[Stored data]
▽

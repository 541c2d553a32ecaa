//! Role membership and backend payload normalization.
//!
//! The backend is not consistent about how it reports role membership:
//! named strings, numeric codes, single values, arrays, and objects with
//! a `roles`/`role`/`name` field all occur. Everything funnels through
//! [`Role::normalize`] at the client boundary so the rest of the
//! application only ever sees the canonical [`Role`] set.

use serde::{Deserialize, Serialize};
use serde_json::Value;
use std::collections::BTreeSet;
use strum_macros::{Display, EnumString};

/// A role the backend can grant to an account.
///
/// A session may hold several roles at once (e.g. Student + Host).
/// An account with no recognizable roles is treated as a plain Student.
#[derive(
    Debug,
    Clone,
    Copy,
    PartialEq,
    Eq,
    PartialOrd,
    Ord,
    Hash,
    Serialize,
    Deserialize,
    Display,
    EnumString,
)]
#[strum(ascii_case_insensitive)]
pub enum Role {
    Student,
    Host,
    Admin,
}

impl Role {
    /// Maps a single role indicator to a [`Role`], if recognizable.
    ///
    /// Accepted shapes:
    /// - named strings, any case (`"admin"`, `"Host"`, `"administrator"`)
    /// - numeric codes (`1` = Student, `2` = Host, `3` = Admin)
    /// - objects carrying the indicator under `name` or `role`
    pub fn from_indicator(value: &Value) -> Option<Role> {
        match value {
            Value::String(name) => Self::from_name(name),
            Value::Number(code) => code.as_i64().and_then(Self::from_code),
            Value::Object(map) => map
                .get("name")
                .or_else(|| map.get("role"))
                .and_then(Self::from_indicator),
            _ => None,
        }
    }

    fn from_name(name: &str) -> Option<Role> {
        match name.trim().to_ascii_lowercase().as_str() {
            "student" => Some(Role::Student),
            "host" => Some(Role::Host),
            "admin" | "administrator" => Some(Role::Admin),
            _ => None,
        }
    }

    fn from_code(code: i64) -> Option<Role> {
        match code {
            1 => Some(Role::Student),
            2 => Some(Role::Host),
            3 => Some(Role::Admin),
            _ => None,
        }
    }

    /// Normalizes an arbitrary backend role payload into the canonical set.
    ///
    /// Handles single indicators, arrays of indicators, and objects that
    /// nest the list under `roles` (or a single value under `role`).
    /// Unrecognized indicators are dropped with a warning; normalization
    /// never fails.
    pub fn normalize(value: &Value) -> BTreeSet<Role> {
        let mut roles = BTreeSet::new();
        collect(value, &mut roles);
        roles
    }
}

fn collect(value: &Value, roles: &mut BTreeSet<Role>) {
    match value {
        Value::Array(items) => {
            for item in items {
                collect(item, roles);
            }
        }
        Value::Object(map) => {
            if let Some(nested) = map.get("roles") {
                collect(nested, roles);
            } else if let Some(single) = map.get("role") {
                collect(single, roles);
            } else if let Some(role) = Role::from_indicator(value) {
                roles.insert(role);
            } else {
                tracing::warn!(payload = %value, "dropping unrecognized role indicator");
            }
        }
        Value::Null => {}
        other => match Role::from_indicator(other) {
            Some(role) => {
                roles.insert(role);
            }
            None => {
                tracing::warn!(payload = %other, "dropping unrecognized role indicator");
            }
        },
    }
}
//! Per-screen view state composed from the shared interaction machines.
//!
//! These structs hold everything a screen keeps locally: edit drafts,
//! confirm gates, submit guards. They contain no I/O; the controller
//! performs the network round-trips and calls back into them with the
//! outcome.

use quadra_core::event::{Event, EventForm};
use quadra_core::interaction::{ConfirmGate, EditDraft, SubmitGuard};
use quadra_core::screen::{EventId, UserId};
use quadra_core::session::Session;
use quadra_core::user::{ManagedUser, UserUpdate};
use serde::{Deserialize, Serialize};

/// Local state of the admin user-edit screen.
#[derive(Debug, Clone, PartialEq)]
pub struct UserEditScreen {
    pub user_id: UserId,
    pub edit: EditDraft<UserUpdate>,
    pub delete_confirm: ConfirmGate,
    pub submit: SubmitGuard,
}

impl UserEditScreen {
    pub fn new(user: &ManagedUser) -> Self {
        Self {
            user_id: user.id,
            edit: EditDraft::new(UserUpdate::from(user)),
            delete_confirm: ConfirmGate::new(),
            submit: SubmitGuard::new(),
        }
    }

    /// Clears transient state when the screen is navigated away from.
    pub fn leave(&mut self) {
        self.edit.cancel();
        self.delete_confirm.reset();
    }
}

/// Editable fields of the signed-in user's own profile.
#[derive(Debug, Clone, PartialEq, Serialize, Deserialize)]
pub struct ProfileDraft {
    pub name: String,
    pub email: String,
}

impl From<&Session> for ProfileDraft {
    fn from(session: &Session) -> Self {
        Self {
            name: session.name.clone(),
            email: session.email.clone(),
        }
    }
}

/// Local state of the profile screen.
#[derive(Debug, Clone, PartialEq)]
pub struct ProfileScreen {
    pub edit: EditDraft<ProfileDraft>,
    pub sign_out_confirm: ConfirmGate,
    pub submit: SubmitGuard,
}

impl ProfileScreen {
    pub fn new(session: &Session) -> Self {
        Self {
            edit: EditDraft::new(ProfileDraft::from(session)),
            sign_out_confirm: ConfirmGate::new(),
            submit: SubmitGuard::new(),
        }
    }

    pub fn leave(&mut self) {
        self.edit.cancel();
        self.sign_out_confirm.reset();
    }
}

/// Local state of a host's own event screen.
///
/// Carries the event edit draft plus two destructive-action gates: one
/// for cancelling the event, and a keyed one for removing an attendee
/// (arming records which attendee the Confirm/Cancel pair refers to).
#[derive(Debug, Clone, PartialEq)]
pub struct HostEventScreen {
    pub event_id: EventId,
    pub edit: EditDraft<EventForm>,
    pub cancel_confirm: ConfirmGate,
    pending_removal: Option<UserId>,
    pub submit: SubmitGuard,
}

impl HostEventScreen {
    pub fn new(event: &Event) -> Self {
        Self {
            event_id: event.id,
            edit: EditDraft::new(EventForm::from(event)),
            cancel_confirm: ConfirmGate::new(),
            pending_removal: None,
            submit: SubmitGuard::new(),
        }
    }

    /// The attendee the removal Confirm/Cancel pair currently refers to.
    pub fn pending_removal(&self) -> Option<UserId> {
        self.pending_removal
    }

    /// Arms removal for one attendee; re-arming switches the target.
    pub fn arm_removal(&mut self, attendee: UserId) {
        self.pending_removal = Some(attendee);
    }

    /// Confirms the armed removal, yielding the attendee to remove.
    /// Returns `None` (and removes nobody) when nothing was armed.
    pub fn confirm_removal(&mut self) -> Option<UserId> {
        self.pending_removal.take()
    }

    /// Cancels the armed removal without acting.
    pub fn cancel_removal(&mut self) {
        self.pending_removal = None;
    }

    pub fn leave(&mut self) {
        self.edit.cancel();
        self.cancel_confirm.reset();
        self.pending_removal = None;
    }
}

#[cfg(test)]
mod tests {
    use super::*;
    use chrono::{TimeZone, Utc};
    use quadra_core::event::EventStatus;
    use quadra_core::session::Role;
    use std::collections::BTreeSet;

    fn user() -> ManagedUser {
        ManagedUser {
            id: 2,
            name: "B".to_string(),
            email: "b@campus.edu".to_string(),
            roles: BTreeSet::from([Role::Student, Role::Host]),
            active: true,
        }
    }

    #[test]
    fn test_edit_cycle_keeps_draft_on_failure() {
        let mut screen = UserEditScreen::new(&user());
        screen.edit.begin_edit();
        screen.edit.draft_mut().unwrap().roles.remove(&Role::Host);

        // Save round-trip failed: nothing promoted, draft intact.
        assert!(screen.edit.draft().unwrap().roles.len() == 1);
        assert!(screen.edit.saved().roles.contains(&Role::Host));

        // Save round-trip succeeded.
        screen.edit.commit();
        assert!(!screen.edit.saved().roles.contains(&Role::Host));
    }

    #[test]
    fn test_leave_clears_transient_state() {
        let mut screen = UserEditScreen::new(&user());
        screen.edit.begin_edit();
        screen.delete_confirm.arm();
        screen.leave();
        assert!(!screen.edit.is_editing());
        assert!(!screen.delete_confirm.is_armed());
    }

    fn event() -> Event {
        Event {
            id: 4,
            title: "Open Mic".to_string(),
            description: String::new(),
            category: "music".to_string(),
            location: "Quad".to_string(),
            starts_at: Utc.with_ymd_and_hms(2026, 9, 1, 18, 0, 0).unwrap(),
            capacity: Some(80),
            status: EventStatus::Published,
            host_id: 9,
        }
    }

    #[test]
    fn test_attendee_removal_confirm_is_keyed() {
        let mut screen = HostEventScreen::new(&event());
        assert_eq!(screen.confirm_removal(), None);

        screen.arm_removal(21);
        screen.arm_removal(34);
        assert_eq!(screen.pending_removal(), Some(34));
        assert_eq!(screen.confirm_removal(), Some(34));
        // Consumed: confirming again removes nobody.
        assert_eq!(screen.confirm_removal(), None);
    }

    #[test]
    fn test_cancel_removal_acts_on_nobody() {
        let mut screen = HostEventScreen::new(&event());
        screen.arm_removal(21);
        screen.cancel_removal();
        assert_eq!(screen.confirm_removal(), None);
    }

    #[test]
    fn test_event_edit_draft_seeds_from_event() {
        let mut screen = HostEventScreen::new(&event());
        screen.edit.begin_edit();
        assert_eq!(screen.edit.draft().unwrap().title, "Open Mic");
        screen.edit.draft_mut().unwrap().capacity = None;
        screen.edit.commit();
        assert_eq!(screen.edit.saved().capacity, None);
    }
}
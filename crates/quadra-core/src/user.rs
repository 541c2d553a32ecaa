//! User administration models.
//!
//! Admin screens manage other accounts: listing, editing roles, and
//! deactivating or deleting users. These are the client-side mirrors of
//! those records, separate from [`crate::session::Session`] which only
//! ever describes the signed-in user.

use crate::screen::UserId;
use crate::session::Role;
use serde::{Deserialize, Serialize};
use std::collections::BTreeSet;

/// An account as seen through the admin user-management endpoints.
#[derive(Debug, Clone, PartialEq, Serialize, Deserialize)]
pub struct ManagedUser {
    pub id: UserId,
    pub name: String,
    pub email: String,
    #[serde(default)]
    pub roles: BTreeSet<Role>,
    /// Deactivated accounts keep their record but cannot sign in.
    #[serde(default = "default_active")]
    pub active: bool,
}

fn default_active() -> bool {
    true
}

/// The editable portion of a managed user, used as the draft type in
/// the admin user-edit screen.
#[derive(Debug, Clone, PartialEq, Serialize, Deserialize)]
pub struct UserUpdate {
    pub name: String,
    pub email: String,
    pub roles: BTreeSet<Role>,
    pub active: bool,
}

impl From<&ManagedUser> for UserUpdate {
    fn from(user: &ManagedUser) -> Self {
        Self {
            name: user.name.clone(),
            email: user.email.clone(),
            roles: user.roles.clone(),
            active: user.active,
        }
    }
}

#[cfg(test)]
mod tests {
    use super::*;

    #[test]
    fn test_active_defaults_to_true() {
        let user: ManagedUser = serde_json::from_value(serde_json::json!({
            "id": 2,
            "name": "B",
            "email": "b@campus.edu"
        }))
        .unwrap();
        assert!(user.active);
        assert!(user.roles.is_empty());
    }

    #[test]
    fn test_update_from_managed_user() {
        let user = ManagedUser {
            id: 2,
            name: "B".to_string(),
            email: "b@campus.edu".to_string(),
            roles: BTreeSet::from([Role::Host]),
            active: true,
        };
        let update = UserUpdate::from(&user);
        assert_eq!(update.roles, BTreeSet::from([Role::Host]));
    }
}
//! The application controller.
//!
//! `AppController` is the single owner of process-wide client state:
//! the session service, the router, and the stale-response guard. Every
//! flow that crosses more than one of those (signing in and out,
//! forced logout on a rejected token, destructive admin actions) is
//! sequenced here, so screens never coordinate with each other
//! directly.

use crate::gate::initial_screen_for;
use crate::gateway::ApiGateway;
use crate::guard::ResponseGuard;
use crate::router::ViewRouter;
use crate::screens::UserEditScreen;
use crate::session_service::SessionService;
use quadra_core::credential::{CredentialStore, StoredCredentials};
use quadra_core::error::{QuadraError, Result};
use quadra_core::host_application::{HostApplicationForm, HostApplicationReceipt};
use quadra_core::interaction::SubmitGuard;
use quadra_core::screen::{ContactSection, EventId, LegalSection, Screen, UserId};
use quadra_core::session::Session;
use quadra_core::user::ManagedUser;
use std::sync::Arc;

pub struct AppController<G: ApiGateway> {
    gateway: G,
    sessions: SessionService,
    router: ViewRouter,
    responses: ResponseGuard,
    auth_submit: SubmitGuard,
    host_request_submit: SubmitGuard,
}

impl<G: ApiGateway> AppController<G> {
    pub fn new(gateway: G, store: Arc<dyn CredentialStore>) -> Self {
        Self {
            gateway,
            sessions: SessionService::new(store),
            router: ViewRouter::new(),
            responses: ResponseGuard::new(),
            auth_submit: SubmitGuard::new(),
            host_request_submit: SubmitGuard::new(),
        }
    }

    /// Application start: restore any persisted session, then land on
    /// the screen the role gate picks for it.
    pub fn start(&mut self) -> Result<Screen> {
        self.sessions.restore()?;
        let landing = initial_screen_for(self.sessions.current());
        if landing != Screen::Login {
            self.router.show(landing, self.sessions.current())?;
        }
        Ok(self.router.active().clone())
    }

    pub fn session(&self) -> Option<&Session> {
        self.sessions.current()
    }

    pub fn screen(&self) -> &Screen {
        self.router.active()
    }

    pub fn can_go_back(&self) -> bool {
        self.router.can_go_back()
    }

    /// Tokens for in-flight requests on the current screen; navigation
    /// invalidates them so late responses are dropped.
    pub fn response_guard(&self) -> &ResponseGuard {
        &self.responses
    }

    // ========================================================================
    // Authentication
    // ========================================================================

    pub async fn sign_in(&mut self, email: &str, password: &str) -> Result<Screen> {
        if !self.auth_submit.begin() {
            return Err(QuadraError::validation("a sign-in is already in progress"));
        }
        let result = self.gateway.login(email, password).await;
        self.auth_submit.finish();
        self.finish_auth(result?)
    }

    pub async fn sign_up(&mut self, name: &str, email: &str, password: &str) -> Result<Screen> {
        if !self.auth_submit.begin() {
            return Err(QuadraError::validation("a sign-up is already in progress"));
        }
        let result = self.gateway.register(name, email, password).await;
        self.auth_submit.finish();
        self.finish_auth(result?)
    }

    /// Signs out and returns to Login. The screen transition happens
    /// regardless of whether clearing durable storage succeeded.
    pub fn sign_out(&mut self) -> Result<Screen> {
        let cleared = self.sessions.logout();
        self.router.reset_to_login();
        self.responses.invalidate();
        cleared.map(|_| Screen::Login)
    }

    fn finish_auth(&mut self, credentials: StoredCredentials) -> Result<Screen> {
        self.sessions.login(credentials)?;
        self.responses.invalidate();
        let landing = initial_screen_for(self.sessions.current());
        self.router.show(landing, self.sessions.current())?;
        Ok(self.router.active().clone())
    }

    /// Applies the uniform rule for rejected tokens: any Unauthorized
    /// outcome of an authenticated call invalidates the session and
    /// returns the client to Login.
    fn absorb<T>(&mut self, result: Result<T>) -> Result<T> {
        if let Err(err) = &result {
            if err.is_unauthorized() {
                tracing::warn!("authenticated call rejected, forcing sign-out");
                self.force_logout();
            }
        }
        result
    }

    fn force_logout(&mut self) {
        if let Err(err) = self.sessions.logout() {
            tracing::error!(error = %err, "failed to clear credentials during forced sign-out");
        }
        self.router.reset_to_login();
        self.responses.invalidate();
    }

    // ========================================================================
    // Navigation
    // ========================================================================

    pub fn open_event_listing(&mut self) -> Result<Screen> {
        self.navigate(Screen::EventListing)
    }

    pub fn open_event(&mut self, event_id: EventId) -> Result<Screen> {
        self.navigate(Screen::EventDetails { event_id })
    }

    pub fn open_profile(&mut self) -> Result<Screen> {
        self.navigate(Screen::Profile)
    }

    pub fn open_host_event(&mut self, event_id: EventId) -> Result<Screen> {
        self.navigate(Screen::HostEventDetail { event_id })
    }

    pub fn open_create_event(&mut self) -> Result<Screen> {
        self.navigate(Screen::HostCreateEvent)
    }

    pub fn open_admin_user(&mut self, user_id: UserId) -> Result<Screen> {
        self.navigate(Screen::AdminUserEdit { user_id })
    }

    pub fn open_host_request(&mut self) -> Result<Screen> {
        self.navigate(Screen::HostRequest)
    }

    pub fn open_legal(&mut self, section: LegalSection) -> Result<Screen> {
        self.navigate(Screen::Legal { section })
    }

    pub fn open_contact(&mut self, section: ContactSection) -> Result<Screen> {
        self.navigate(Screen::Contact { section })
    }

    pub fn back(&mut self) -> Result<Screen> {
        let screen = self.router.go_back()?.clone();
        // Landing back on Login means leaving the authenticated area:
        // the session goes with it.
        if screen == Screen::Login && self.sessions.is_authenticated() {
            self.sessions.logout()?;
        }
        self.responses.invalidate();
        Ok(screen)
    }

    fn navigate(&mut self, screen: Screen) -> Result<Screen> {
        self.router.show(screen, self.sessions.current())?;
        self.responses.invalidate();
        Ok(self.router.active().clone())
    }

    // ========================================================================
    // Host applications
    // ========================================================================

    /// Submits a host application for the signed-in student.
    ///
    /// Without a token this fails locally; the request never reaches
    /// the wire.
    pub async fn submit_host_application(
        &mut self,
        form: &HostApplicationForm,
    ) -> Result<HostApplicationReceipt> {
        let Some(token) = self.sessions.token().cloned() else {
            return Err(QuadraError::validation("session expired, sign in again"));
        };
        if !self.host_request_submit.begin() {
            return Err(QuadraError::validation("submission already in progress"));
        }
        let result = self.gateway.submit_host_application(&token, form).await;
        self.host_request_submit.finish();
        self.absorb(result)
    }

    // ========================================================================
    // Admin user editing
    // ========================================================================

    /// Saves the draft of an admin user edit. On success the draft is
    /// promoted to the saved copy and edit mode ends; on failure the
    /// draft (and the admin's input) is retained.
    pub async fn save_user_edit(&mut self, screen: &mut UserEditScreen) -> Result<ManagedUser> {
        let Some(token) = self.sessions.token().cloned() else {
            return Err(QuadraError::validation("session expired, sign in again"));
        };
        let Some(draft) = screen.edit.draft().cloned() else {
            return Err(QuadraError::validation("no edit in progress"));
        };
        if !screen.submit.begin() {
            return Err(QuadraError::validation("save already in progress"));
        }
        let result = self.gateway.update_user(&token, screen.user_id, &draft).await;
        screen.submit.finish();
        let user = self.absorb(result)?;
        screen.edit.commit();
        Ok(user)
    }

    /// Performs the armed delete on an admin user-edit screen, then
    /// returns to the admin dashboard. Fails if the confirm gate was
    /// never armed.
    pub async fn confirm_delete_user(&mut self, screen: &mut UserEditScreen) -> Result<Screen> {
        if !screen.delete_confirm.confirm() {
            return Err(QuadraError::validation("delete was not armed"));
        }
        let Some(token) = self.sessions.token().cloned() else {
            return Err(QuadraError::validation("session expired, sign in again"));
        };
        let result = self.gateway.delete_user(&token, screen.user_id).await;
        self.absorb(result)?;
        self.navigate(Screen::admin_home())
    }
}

△

__WHAT TO PRODUCE__.
Lines in the records above that carry the word "payload" are to be located and copied.

__SOLUTION__.
//! Role membership and backend payload normalization.
    /// Normalizes an arbitrary backend role payload into the canonical set.
                tracing::warn!(payload = %value, "dropping unrecognized role indicator");
                tracing::warn!(payload = %other, "dropping unrecognized role indicator");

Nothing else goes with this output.